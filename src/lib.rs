//! # Bol.com Retailer API client
//!
//! A Rust client for the Bol.com Retailer API: a versioned, token-authenticated
//! JSON REST API.
//!
//! ## Overview
//!
//! This crate provides:
//! - Type-safe configuration via [`ClientConfig`] and [`ClientConfigBuilder`]
//! - Access token acquisition through the client credentials, authorization
//!   code and refresh token grants
//! - Automatic token refresh through a caller-supplied [`TokenRefresher`],
//!   with at most one retry per request
//! - Schema-driven models ([`model`]) that build typed object graphs from
//!   JSON and flatten them back
//! - Per-status response decoding and a structured error taxonomy
//!   ([`clients`])
//!
//! ## Quick Start
//!
//! ```rust
//! use bol_retailer::{ApiVersion, ClientConfig, ClientId, ClientSecret};
//!
//! let config = ClientConfig::builder()
//!     .client_id(ClientId::new("your-client-id").unwrap())
//!     .client_secret(ClientSecret::new("your-client-secret").unwrap())
//!     .api_version(ApiVersion::latest())
//!     .build()
//!     .unwrap();
//! ```
//!
//! ## Making API Requests
//!
//! ```rust,ignore
//! use bol_retailer::clients::{ApiRequest, HttpMethod, ResponseTypes};
//! use bol_retailer::model::{FieldDef, ModelSchema};
//! use bol_retailer::Client;
//!
//! fn order() -> &'static ModelSchema {
//!     &ORDER
//! }
//!
//! static ORDER: ModelSchema = ModelSchema::new(
//!     "Order",
//!     &[FieldDef::scalar("orderId"), FieldDef::scalar("orderPlacedDateTime")],
//! );
//!
//! static ORDERS: ModelSchema = ModelSchema::new("ReducedOrders", &[FieldDef::array("orders", order)]);
//!
//! let mut client = Client::new(config);
//! client.authenticate_by_client_credentials().await?;
//!
//! let request = ApiRequest::builder(HttpMethod::Get, "retailer/orders")
//!     .query("page", Some(1))
//!     .query("fulfilment-method", None::<&str>)
//!     .build();
//! let types = ResponseTypes::new().model(200, &ORDERS);
//!
//! let orders = client.request(&request, &types).await?.into_model();
//! ```
//!
//! ## Refreshing Tokens
//!
//! ```rust,ignore
//! use async_trait::async_trait;
//! use bol_retailer::{Client, TokenRefresher};
//!
//! struct ClientCredentials;
//!
//! #[async_trait]
//! impl TokenRefresher for ClientCredentials {
//!     async fn on_token_expired(&self, client: &mut Client) -> bol_retailer::Result<()> {
//!         client.authenticate_by_client_credentials().await
//!     }
//! }
//!
//! client.set_token_refresher(ClientCredentials);
//! ```
//!
//! ## Design Principles
//!
//! - **No global state**: Configuration is instance-based and passed explicitly
//! - **Fail-fast validation**: All newtypes validate on construction
//! - **Thread-safe**: All types are `Send + Sync`
//! - **Async-first**: Designed for use with Tokio async runtime
//! - **No hidden retries**: Rate limits are reported, never slept on

pub mod auth;
pub mod client;
pub mod clients;
pub mod config;
pub mod error;
pub mod model;

// Re-export public types at crate root for convenience
pub use auth::{AccessToken, Grant, TokenRefresher, TokenResponse};
pub use client::Client;
pub use config::{
    ApiVersion, BaseUrl, ClientConfig, ClientConfigBuilder, ClientId, ClientSecret,
};
pub use error::ConfigError;

// Re-export HTTP client types
pub use clients::{
    ApiRequest, ApiRequestBuilder, Error, HttpClient, HttpMethod, ResponseTypes, ResponseValue,
    Result,
};

// Re-export model types
pub use model::{FieldDef, Model, ModelSchema, Tree};
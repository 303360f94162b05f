//! Schema-driven models for Retailer API payloads.
//!
//! A model type is described by a static [`ModelSchema`]. A [`Model`] holds
//! the values of one instance and converts to and from JSON trees:
//!
//! - [`Model::from_tree`] / [`Model::try_from_tree`] build an instance,
//!   recursively constructing related models and ignoring unknown keys.
//! - [`Model::to_tree`] flattens an instance back into JSON, optionally
//!   omitting empty fields.

mod instance;
mod schema;
mod tree;

pub use instance::{FieldValue, Model, ModelError};
pub use schema::{FieldDef, FieldKind, ModelSchema, SchemaRef};
pub use tree::Tree;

——

*REQUIRED ACTION*:
A complete, exact copy of the material is the expected answer.

*RESPONSE*:
filename src/lib.rs
//! # Bol.com Retailer API client
//!
//! A Rust client for the Bol.com Retailer API: a versioned, token-authenticated
//! JSON REST API.
//!
//! ## Overview
//!
//! This crate provides:
//! - Type-safe configuration via [`ClientConfig`] and [`ClientConfigBuilder`]
//! - Access token acquisition through the client credentials, authorization
//!   code and refresh token grants
//! - Automatic token refresh through a caller-supplied [`TokenRefresher`],
//!   with at most one retry per request
//! - Schema-driven models ([`model`]) that build typed object graphs from
//!   JSON and flatten them back
//! - Per-status response decoding and a structured error taxonomy
//!   ([`clients`])
//!
//! ## Quick Start
//!
//! ```rust
//! use bol_retailer::{ApiVersion, ClientConfig, ClientId, ClientSecret};
//!
//! let config = ClientConfig::builder()
//!     .client_id(ClientId::new("your-client-id").unwrap())
//!     .client_secret(ClientSecret::new("your-client-secret").unwrap())
//!     .api_version(ApiVersion::latest())
//!     .build()
//!     .unwrap();
//! ```
//!
//! ## Making API Requests
//!
//! ```rust,ignore
//! use bol_retailer::clients::{ApiRequest, HttpMethod, ResponseTypes};
//! use bol_retailer::model::{FieldDef, ModelSchema};
//! use bol_retailer::Client;
//!
//! fn order() -> &'static ModelSchema {
//!     &ORDER
//! }
//!
//! static ORDER: ModelSchema = ModelSchema::new(
//!     "Order",
//!     &[FieldDef::scalar("orderId"), FieldDef::scalar("orderPlacedDateTime")],
//! );
//!
//! static ORDERS: ModelSchema = ModelSchema::new("ReducedOrders", &[FieldDef::array("orders", order)]);
//!
//! let mut client = Client::new(config);
//! client.authenticate_by_client_credentials().await?;
//!
//! let request = ApiRequest::builder(HttpMethod::Get, "retailer/orders")
//!     .query("page", Some(1))
//!     .query("fulfilment-method", None::<&str>)
//!     .build();
//! let types = ResponseTypes::new().model(200, &ORDERS);
//!
//! let orders = client.request(&request, &types).await?.into_model();
//! ```
//!
//! ## Refreshing Tokens
//!
//! ```rust,ignore
//! use async_trait::async_trait;
//! use bol_retailer::{Client, TokenRefresher};
//!
//! struct ClientCredentials;
//!
//! #[async_trait]
//! impl TokenRefresher for ClientCredentials {
//!     async fn on_token_expired(&self, client: &mut Client) -> bol_retailer::Result<()> {
//!         client.authenticate_by_client_credentials().await
//!     }
//! }
//!
//! client.set_token_refresher(ClientCredentials);
//! ```
//!
//! ## Design Principles
//!
//! - **No global state**: Configuration is instance-based and passed explicitly
//! - **Fail-fast validation**: All newtypes validate on construction
//! - **Thread-safe**: All types are `Send + Sync`
//! - **Async-first**: Designed for use with Tokio async runtime
//! - **No hidden retries**: Rate limits are reported, never slept on

pub mod auth;
pub mod client;
pub mod clients;
pub mod config;
pub mod error;
pub mod model;

// Re-export public types at crate root for convenience
pub use auth::{AccessToken, Grant, TokenRefresher, TokenResponse};
pub use client::Client;
pub use config::{
    ApiVersion, BaseUrl, ClientConfig, ClientConfigBuilder, ClientId, ClientSecret,
};
pub use error::ConfigError;

// Re-export HTTP client types
pub use clients::{
    ApiRequest, ApiRequestBuilder, Error, HttpClient, HttpMethod, ResponseTypes, ResponseValue,
    Result,
};

// Re-export model types
pub use model::{FieldDef, Model, ModelSchema, Tree};
repository 303360f94162b05f
//! Schema-driven models for Retailer API payloads.
//!
//! A model type is described by a static [`ModelSchema`]. A [`Model`] holds
//! the values of one instance and converts to and from JSON trees:
//!
//! - [`Model::from_tree`] / [`Model::try_from_tree`] build an instance,
//!   recursively constructing related models and ignoring unknown keys.
//! - [`Model::to_tree`] flattens an instance back into JSON, optionally
//!   omitting empty fields.

mod instance;
mod schema;
mod tree;

pub use instance::{FieldValue, Model, ModelError};
pub use schema::{FieldDef, FieldKind, ModelSchema, SchemaRef};
pub use tree::Tree;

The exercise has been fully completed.